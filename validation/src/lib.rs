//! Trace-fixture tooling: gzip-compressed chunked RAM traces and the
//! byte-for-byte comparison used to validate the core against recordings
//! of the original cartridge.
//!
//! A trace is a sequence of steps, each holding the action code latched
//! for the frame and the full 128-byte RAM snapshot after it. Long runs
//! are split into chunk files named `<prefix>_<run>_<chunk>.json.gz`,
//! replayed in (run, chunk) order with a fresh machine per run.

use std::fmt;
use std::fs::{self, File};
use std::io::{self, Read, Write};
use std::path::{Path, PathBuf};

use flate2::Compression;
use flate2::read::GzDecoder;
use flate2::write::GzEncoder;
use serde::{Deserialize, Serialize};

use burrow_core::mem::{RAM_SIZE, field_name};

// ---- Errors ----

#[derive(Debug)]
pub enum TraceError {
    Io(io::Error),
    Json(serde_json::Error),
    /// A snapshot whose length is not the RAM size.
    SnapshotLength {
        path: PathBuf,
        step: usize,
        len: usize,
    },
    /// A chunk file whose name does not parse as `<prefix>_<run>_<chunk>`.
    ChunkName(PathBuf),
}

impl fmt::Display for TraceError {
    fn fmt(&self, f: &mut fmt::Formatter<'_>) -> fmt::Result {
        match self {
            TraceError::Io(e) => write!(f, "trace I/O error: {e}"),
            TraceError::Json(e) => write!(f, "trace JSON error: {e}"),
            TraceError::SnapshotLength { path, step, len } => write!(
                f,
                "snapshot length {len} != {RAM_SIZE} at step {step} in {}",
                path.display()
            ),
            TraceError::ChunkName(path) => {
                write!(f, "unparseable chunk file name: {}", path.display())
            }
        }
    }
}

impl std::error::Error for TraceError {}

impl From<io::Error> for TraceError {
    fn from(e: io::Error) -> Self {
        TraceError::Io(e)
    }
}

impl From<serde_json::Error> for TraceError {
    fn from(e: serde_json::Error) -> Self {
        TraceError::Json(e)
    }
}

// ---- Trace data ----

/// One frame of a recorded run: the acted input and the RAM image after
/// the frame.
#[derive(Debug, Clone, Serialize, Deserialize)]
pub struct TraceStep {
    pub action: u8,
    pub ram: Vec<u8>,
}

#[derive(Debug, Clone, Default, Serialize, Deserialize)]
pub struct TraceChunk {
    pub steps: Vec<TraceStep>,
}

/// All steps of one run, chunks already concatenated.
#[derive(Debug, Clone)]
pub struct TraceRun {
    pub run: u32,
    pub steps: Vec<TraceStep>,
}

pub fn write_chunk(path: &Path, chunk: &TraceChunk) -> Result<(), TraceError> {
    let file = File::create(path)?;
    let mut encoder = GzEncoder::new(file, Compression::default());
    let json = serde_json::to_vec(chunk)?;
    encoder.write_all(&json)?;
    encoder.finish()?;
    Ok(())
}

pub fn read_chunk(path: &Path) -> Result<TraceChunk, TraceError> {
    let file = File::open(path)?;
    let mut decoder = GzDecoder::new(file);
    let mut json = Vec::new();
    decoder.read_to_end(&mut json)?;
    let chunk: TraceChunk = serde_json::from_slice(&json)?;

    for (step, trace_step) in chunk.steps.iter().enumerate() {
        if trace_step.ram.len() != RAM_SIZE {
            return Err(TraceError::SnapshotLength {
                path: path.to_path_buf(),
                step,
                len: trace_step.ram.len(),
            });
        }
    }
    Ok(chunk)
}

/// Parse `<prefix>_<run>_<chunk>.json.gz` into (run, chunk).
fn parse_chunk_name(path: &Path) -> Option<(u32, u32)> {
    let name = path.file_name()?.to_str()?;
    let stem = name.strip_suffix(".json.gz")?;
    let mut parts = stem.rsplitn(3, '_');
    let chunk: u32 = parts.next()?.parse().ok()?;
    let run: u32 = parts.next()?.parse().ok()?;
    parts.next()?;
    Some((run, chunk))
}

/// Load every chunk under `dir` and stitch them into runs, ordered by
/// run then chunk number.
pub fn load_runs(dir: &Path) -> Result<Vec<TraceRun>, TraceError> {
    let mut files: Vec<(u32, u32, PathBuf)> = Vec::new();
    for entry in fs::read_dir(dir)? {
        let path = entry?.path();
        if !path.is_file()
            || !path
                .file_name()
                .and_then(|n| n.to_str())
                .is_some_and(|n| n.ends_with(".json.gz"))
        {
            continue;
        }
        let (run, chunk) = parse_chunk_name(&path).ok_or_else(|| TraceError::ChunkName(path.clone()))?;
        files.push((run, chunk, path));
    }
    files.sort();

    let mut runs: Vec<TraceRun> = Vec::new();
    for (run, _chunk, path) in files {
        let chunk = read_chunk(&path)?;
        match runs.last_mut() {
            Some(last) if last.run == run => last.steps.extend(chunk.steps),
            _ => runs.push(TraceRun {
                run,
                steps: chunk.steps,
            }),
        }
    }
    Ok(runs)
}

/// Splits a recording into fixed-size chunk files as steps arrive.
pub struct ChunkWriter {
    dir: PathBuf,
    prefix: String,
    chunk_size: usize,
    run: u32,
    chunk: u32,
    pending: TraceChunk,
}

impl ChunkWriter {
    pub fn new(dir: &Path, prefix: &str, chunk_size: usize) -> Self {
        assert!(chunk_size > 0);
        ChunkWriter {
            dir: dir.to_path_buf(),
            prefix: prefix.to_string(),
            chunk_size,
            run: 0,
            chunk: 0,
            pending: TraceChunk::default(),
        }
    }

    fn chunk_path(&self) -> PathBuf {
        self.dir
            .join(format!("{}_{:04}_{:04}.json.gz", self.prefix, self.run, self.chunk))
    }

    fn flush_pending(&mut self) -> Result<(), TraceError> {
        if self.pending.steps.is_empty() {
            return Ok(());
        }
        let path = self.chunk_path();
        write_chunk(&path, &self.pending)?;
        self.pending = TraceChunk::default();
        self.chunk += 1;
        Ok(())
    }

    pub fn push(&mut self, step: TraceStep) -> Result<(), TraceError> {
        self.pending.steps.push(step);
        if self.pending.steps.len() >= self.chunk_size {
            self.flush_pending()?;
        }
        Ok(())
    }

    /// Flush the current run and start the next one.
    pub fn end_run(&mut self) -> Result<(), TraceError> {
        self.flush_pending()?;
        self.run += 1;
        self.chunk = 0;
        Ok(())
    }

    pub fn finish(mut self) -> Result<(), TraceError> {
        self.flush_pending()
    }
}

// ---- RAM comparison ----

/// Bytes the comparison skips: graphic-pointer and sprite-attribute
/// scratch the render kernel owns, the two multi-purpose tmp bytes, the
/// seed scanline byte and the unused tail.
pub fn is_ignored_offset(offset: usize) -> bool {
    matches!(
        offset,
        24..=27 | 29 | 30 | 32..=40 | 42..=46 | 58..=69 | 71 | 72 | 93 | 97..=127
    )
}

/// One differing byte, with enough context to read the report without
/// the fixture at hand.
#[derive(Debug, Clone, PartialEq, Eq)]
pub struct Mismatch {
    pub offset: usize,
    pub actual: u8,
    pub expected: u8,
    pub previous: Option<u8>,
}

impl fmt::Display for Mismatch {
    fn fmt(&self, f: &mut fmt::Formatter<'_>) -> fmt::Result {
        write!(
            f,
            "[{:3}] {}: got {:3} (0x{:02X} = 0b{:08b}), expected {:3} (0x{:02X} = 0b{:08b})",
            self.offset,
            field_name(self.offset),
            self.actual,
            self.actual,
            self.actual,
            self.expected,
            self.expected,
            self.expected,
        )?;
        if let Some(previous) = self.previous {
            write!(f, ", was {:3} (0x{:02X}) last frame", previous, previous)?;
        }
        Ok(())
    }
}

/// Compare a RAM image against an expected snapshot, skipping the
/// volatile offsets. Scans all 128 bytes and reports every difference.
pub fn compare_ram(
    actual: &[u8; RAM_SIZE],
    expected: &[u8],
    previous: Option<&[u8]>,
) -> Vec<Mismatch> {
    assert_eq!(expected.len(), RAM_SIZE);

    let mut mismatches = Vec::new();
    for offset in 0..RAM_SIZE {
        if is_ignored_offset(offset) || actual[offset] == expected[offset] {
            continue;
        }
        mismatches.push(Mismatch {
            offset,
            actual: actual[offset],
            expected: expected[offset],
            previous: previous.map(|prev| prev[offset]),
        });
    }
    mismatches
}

:::::

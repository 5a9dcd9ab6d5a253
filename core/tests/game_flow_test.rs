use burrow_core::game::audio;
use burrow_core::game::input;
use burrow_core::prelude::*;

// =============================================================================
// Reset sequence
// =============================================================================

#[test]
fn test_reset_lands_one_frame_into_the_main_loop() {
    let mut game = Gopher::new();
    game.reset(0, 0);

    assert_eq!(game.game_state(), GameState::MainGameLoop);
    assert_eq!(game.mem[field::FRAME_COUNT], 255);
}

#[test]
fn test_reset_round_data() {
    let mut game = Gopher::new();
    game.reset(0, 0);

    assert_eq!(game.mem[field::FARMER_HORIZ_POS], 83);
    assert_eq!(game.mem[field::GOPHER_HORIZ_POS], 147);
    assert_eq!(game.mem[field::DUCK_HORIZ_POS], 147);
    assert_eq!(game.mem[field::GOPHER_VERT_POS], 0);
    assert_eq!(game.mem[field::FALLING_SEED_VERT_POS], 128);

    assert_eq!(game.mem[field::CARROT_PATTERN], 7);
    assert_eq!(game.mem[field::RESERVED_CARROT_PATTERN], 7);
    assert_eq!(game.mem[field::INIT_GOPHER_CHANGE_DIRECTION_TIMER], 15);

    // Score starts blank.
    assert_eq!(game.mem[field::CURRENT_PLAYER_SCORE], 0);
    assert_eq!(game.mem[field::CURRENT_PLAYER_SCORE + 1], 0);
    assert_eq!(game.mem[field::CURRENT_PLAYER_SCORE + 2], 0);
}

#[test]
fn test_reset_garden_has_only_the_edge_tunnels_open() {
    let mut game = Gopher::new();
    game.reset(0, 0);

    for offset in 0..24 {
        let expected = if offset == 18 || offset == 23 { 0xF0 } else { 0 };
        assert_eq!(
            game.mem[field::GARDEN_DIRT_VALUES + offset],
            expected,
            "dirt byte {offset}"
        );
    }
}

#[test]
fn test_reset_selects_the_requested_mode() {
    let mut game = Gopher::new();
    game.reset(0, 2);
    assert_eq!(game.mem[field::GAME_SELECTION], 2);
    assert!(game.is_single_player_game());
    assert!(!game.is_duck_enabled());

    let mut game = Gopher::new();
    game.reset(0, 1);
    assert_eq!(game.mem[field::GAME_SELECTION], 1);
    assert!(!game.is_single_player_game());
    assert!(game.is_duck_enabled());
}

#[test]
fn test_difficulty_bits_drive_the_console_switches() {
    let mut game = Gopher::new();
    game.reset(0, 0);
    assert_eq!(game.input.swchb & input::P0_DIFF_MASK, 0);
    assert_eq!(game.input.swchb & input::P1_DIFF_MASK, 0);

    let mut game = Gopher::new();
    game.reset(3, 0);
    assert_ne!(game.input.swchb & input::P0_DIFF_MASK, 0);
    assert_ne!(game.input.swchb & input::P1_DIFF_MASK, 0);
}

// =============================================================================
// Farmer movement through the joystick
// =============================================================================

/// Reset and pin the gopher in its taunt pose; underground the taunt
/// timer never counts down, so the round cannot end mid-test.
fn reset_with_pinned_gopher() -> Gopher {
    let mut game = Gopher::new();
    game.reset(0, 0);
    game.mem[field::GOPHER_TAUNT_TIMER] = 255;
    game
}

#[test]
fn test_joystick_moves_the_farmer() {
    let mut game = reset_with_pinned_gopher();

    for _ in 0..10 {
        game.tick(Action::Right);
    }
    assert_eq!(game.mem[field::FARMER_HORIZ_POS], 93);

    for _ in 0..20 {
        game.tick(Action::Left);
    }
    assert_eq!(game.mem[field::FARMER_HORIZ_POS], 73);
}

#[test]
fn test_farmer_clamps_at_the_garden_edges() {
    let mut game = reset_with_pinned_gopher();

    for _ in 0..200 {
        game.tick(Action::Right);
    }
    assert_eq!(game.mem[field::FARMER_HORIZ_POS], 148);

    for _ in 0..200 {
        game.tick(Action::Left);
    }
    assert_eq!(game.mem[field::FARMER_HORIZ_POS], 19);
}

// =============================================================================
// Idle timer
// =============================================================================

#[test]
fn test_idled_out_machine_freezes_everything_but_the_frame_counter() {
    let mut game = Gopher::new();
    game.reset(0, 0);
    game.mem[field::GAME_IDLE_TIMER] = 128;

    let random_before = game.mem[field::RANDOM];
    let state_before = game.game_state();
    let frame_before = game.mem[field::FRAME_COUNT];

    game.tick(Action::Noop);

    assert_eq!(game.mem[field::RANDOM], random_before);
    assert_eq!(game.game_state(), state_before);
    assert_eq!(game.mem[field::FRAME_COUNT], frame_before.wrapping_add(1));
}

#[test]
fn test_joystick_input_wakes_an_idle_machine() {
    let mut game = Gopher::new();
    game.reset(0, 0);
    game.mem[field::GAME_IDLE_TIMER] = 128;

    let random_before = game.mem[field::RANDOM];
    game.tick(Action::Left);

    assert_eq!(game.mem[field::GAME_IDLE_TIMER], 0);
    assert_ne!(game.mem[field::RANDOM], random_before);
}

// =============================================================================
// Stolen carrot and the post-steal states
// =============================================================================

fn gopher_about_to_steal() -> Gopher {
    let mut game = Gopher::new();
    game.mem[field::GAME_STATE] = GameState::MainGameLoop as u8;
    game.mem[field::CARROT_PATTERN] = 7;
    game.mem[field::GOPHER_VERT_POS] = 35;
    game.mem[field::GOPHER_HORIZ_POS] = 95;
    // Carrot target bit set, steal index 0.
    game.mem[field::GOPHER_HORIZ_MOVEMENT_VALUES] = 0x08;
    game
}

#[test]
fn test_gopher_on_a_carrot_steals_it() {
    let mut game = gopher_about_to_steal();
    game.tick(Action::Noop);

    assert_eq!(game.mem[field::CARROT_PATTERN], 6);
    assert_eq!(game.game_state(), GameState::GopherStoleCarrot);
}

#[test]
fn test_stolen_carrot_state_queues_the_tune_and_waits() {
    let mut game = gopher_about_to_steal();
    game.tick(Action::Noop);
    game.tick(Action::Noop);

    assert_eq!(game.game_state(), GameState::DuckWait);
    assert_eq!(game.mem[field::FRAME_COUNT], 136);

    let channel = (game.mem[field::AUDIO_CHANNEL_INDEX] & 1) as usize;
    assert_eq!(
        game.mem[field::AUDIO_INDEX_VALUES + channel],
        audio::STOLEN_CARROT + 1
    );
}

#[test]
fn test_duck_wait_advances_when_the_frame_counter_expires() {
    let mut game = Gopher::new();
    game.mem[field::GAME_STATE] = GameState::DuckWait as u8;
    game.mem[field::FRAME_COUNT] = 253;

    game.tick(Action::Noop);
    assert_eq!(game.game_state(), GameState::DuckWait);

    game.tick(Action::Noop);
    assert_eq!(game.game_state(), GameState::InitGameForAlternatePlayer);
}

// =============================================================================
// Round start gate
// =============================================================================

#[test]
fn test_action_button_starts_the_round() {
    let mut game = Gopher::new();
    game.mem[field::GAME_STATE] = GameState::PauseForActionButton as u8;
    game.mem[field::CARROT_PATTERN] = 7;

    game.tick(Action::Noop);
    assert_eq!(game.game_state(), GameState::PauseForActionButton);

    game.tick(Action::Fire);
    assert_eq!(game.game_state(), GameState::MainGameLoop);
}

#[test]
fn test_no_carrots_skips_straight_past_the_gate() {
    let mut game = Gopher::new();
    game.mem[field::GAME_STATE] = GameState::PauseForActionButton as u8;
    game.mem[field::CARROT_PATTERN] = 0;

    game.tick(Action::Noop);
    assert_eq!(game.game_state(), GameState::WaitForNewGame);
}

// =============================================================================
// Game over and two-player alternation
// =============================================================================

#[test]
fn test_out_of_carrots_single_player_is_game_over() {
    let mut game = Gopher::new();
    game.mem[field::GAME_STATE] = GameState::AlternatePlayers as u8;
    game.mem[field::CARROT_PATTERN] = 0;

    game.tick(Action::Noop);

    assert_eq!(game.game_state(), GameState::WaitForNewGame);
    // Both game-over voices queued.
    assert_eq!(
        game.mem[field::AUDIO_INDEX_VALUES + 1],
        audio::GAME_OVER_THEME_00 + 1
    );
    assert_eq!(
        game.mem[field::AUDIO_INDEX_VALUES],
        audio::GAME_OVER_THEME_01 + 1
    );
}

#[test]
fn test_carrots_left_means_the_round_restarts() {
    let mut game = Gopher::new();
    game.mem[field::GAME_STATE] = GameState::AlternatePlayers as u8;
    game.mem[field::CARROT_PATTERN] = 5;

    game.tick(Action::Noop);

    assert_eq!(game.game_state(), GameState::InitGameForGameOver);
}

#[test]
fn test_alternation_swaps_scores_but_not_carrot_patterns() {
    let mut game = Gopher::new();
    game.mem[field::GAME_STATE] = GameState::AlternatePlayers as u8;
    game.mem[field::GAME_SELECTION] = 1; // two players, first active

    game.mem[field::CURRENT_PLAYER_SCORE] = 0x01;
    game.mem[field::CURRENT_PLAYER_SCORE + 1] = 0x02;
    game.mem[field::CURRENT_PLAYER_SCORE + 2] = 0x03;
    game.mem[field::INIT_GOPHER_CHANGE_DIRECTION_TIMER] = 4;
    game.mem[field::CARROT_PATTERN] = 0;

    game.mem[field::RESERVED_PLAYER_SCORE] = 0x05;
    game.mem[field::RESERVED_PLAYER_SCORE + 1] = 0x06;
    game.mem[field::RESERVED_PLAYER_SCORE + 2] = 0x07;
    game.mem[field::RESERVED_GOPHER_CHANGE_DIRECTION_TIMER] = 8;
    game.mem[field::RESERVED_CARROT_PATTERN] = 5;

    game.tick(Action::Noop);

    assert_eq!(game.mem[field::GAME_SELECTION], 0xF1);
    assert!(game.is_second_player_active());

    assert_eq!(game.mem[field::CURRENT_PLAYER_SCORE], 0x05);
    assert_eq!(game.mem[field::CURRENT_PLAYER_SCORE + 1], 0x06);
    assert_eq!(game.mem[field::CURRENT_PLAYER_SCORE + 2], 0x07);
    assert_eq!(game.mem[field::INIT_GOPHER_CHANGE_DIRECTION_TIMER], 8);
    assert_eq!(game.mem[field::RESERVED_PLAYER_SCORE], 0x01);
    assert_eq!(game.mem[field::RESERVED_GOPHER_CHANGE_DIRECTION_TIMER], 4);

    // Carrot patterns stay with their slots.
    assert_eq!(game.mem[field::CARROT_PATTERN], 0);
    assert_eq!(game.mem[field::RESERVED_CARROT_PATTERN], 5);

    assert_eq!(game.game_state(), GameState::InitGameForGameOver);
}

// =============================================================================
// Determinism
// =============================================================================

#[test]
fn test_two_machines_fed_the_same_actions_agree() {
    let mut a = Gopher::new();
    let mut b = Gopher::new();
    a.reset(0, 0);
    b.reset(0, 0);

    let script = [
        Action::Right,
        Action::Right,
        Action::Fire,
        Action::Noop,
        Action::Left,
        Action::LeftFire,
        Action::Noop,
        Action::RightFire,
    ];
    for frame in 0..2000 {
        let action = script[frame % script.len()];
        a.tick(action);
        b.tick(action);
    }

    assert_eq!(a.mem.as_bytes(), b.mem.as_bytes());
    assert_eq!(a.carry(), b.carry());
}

:::::

A copy of each line above that holds the word "usize" is the expected answer.

        step: usize,
        len: usize,
    chunk_size: usize,
    pub fn new(dir: &Path, prefix: &str, chunk_size: usize) -> Self {
pub fn is_ignored_offset(offset: usize) -> bool {
    pub offset: usize,
    let channel = (game.mem[field::AUDIO_CHANNEL_INDEX] & 1) as usize;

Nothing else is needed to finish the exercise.